- **To do**: Could you find each line of the data below that contains the word "keys" and copy those lines?

- **Material provided**:

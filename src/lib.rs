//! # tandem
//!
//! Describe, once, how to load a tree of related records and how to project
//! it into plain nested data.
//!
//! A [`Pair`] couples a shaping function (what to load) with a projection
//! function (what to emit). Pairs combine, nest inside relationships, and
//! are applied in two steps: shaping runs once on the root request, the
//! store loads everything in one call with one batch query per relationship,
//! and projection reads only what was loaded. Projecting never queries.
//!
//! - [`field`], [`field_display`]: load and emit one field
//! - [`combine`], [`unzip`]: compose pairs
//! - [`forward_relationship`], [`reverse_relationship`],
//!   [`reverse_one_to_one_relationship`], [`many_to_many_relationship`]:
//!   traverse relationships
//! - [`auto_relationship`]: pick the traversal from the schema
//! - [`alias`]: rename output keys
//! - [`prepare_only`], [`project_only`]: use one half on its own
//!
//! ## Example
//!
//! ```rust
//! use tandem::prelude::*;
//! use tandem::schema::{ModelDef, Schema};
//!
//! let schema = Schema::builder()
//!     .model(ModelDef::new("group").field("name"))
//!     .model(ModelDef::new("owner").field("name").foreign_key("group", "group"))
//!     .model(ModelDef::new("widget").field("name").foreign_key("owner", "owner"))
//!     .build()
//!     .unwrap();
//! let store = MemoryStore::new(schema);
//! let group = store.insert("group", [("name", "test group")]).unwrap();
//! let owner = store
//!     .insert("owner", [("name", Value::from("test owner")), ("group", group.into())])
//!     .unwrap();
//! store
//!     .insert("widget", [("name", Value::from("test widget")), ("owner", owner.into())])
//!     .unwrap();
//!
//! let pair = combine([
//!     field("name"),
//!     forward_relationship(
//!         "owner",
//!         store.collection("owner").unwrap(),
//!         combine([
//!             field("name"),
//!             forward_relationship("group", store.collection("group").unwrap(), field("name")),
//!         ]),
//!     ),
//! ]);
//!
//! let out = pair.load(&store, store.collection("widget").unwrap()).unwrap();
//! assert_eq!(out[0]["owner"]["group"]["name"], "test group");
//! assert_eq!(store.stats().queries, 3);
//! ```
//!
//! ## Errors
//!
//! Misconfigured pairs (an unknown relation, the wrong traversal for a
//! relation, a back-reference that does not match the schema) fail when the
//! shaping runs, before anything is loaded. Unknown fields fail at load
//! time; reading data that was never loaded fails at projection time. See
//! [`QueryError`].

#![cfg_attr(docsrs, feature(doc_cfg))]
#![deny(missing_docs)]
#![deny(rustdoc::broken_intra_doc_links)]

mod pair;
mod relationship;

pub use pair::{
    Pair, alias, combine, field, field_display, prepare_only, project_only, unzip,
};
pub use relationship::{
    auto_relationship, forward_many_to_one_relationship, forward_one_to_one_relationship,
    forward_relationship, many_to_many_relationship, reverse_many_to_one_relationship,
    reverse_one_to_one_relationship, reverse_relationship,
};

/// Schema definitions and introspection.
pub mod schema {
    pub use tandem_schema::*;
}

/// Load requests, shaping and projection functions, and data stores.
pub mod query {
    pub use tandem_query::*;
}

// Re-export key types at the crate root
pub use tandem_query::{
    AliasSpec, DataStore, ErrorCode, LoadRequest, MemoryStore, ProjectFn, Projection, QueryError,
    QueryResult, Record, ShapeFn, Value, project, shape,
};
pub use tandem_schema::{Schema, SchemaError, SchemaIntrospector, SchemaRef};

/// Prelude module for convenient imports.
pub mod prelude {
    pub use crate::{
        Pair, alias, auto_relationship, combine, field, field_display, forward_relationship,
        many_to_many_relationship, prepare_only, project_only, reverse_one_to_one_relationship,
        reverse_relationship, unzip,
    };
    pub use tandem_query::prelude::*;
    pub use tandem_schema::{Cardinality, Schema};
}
* * *
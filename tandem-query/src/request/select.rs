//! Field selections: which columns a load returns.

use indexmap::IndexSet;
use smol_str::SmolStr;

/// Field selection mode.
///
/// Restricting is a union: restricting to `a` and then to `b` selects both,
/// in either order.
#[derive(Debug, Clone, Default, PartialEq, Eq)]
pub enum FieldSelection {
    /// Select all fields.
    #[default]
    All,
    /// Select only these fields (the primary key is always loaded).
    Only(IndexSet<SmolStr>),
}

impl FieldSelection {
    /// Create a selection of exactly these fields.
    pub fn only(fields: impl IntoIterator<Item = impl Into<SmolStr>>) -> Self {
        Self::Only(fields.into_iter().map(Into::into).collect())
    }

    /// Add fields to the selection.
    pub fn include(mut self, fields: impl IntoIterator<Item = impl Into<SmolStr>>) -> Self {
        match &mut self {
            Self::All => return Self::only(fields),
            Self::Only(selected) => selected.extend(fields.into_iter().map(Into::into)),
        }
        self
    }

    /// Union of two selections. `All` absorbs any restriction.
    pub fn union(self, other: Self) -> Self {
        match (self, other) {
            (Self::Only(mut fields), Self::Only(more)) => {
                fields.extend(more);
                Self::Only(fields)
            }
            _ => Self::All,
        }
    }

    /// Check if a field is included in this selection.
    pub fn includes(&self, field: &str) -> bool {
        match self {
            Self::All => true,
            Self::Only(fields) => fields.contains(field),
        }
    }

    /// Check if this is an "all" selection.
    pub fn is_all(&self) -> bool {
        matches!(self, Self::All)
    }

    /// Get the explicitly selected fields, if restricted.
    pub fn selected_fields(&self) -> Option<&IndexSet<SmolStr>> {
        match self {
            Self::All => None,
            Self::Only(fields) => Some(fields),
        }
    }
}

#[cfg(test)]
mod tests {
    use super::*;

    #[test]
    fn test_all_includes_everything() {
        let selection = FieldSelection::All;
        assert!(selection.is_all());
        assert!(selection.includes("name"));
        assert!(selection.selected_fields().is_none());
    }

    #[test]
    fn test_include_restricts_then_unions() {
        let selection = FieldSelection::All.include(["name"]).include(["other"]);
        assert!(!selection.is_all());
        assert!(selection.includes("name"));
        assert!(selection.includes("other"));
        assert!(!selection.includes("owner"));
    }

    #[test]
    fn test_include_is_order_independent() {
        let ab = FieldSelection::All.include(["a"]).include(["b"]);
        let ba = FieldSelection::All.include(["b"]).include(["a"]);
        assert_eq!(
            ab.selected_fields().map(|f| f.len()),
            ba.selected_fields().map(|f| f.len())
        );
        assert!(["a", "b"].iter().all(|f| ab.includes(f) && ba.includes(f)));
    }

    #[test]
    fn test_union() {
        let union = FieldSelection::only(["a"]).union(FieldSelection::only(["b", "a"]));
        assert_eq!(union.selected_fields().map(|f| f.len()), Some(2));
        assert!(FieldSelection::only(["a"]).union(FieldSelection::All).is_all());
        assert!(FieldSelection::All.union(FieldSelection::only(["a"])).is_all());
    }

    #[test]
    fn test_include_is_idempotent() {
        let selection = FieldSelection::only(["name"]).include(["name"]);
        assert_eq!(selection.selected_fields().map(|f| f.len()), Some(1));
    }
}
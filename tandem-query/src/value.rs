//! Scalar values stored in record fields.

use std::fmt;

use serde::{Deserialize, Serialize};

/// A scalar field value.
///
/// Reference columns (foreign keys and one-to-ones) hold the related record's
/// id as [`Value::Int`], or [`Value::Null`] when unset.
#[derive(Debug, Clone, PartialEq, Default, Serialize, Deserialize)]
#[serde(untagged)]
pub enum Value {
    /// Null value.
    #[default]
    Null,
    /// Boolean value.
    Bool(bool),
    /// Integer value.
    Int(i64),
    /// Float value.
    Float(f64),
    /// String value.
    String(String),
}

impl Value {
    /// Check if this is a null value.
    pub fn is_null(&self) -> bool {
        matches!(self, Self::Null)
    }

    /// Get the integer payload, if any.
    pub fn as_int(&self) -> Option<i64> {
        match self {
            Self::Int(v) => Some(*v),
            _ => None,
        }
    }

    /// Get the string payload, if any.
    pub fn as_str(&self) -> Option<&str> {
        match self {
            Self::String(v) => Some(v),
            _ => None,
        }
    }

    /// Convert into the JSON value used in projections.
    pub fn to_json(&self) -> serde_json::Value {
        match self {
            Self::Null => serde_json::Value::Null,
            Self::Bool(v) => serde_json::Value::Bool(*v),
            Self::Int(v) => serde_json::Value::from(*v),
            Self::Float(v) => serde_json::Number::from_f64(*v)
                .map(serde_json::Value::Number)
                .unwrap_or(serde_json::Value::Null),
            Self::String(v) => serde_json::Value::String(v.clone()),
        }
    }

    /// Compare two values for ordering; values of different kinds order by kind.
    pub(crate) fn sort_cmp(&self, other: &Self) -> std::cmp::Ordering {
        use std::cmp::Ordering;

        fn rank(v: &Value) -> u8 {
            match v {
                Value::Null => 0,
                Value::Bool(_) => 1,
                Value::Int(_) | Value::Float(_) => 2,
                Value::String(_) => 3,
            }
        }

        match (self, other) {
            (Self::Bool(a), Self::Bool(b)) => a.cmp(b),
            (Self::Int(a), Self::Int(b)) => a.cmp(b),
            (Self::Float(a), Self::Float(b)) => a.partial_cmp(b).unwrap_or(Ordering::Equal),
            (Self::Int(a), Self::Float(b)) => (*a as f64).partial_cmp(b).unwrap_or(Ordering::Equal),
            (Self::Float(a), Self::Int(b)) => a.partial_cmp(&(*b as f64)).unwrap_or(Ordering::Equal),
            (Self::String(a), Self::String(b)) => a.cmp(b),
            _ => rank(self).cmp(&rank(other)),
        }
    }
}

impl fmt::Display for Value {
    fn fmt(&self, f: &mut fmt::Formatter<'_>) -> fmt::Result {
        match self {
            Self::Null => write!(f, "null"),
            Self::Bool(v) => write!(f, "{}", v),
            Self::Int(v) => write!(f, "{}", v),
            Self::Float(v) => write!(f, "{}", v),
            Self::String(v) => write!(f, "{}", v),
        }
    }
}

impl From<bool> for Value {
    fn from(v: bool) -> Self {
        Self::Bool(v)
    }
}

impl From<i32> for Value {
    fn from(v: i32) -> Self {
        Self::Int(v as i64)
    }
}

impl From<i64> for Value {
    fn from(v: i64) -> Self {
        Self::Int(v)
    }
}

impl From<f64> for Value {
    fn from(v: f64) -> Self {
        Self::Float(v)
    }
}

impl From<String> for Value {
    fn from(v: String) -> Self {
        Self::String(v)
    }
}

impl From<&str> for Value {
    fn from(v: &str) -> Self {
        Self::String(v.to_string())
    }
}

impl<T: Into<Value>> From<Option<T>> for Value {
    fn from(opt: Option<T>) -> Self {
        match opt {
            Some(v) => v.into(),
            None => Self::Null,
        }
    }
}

- **Exercise solution**:
//! - [`alias`]: rename output keys
/// Reference columns (foreign keys and one-to-ones) hold the related record's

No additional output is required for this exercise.